Staple fibers (Seacel® staple fibers) produced by tearing or cutting algae-rich lyocell fibers used in one embodiment of the knitted fabric I of the present invention are preferably in the range of 20 mm to 180 mm. Particularly preferably, it has a length in the range of 30 mm to 120 mm, more particularly preferably in the range of 30 mm to 100 mm.
In a preferred embodiment of the knitted fabric I of the present invention, the mixture of at least one seed fiber and staple fibers produced by tearing or cutting lyocell fibers enriched with algae is rich in cotton fibers and algae. And a mixture with staple fibers produced by tearing or cutting the formed lyocell fibers.
In a further preferred embodiment of the knitted fabric I of the present invention, the weight ratio in the mixture of cotton fibers and staple fibers produced by tearing or cutting algae-rich lyocell fibers is 5:95 to 95: It is in the range of 5, particularly preferably in the range of 20:80 to 80:20.

In the knitted fabric I of the present invention, the staple fiber component A and the staple fiber component B are preferably in the range of 99: 1 to 50:50, more preferably 97: 3 to 60:40, in a weight ratio of A: B. In the range of 95: 5 to 70:30. In this case, the aramid staple fiber of staple fiber component A can comprise 100% by weight of newly produced aramid staple fiber. Alternatively, the aramid staple fiber of staple fiber component A can comprise 100% by weight recycled aramid staple fiber. Further, the staple fiber component A aramid staple fiber may comprise a mixture of newly produced aramid staple fiber and recycled aramid staple fiber.
In the knitted fabric I of the present invention, the twisted yarn ZAB is manufactured from at least two mixed staple fiber yarns AB. Here, each of the staple fiber yarns AB is made from a homogeneous mixture of A and B. In this case, a “homogenous mixture”
The expression essentially exists in each volume of the mixture of A and B, and therefore in each volume of the mixed staple fiber yarn AB made from that homogeneous mixture, there is a predetermined mixing ratio of A: B It means to do.

In a preferred embodiment of the knitted fabric I of the present invention, the mixed staple fiber yarn AB has a linear density in the range of 10 tex to 1000 tex, preferably in the range of 12 to 500 tex, more preferably in the range of 14 to 100 tex.
Furthermore, in one aspect of the knitted fabric I of the present invention, preferably 2 to 10 and particularly preferably 2 to 8 of the mixed staple fiber yarn AB are twisted to form the twisted yarn ZAB.
Furthermore, in one aspect of the knitted fabric I of the present invention, preferably 1 to 10 and particularly preferably 1 to 8 twisted yarns ZAB are processed into the knitted fabric I of the present invention.
In a further preferred embodiment of the knitted fabric I of the present invention, the knitted fabric I is knitted with a needle gauge gg.
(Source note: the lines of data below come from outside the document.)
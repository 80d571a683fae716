//! Classification collaborator contract
//!
//! Everything upstream of "a symbol was classified this frame" lives
//! outside this crate. Collaborators push [`Observation`]s; when they ship
//! raw hand landmarks instead of a finished symbol, a [`Classifier`]
//! implementation turns the frame into one.

pub mod heuristic;

pub use heuristic::HeuristicClassifier;

use serde::Deserialize;

/// One frame's classification result, as produced by the collaborator
///
/// `present` is sampled every frame while `symbol` may be throttled to
/// every Kth frame, so a present subject with no symbol is normal.
#[derive(Debug, Clone, Copy, Deserialize)]
pub struct Observation {
    /// Classified symbol, if the collaborator produced one this frame
    pub symbol: Option<char>,
    /// Whether a classifiable subject was detected this frame
    pub present: bool,
}

/// Raw hand frame: landmark positions plus the model's ranked classes
#[derive(Debug, Clone, Deserialize)]
pub struct HandFrame {
    /// 21 hand landmarks as `[x, y]` pixel coordinates
    pub landmarks: Vec<[f32; 2]>,
    /// Class indices ranked by model confidence, best first
    pub classes: Vec<u8>,
}

/// Number of hand landmarks a well-formed frame carries
pub const LANDMARK_COUNT: usize = 21;

/// Turns a raw hand frame into a symbol, or nothing
///
/// Implementations must be total: malformed frames yield `None`, never an
/// error.
pub trait Classifier: Send + Sync {
    /// Classify one frame
    fn classify(&self, frame: &HandFrame) -> Option<char>;
}
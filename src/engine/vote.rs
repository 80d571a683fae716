//! Majority voting over a bounded window of per-frame classifications
//!
//! Individual frame classifications are noisy; a short ring buffer of the
//! most recent symbols is collapsed into one "current" symbol by majority
//! vote. Ties are broken deterministically: among symbols sharing the
//! maximum count, the one seen most recently wins.

use std::collections::VecDeque;

/// Default vote window capacity
pub const DEFAULT_WINDOW: usize = 6;

/// Bounded ring window of recent symbol classifications
#[derive(Debug)]
pub struct VoteWindow {
    symbols: VecDeque<char>,
    capacity: usize,
}

impl VoteWindow {
    /// Create a window holding at most `capacity` symbols
    #[must_use]
    pub fn new(capacity: usize) -> Self {
        Self {
            symbols: VecDeque::with_capacity(capacity),
            capacity: capacity.max(1),
        }
    }

    /// Append a symbol, evicting the oldest entry at capacity
    pub fn push(&mut self, symbol: char) {
        if self.symbols.len() == self.capacity {
            self.symbols.pop_front();
        }
        self.symbols.push_back(symbol);
    }

    /// The symbol with the highest occurrence count, or `None` when empty
    ///
    /// Tie-break: scanning from most recent to oldest, the first symbol
    /// whose count equals the maximum wins.
    #[must_use]
    pub fn majority(&self) -> Option<char> {
        let count = |c: char| self.symbols.iter().filter(|&&s| s == c).count();

        let max = self.symbols.iter().map(|&c| count(c)).max()?;
        self.symbols.iter().rev().find(|&&c| count(c) == max).copied()
    }

    /// Empty the window
    ///
    /// Called on every commit so a stale majority cannot re-trigger.
    pub fn clear(&mut self) {
        self.symbols.clear();
    }

    /// Number of symbols currently in the window
    #[must_use]
    pub fn len(&self) -> usize {
        self.symbols.len()
    }

    /// Whether the window holds no symbols
    #[must_use]
    pub fn is_empty(&self) -> bool {
        self.symbols.is_empty()
    }
}

impl Default for VoteWindow {
    fn default() -> Self {
        Self::new(DEFAULT_WINDOW)
    }
}

#[cfg(test)]
mod tests {
    use super::*;

    #[test]
    fn empty_window_has_no_majority() {
        let window = VoteWindow::new(6);
        assert_eq!(window.majority(), None);
    }

    #[test]
    fn majority_picks_most_frequent() {
        let mut window = VoteWindow::new(6);
        for c in ['A', 'B', 'A', 'C', 'A'] {
            window.push(c);
        }
        assert_eq!(window.majority(), Some('A'));
    }

    #[test]
    fn tie_breaks_toward_most_recent() {
        let mut window = VoteWindow::new(6);
        for c in ['A', 'A', 'B', 'B'] {
            window.push(c);
        }
        assert_eq!(window.majority(), Some('B'));

        window.push('A');
        // A now leads 3-2
        assert_eq!(window.majority(), Some('A'));
    }

    #[test]
    fn oldest_evicted_at_capacity() {
        let mut window = VoteWindow::new(3);
        for c in ['A', 'A', 'A', 'B', 'B'] {
            window.push(c);
        }
        // Window is [A, B, B]
        assert_eq!(window.len(), 3);
        assert_eq!(window.majority(), Some('B'));
    }

    #[test]
    fn clear_empties_window() {
        let mut window = VoteWindow::new(6);
        window.push('A');
        window.clear();
        assert!(window.is_empty());
        assert_eq!(window.majority(), None);
    }
}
The needle gauge is preferably in the range of 5 gg to 18 gg, particularly preferably in the range of 7 gg to 18 gg.
In a further preferred embodiment of the knitted fabric I according to the invention, the knitted fabric I is knitted with a mesh density MiR of a course. MiR is preferably in the range of 2-15, particularly preferably in the range of 3-12.
In a further preferred embodiment of the knitted fabric I according to the invention, the knitted fabric I is knitted with a mesh density MiS of ridges. MiS is preferably in the range of 2-15, particularly preferably in the range of 3-12.
The advantageous combination of cut resistance and comfort of the knitted fabric I of the present invention is prominent in all types of garments in which the knitted fabric I of the present invention is worn on the body. Preferably, the knitted fabric I of the present invention is a garment product formed as a glove, protective sleeve, hood or shirt.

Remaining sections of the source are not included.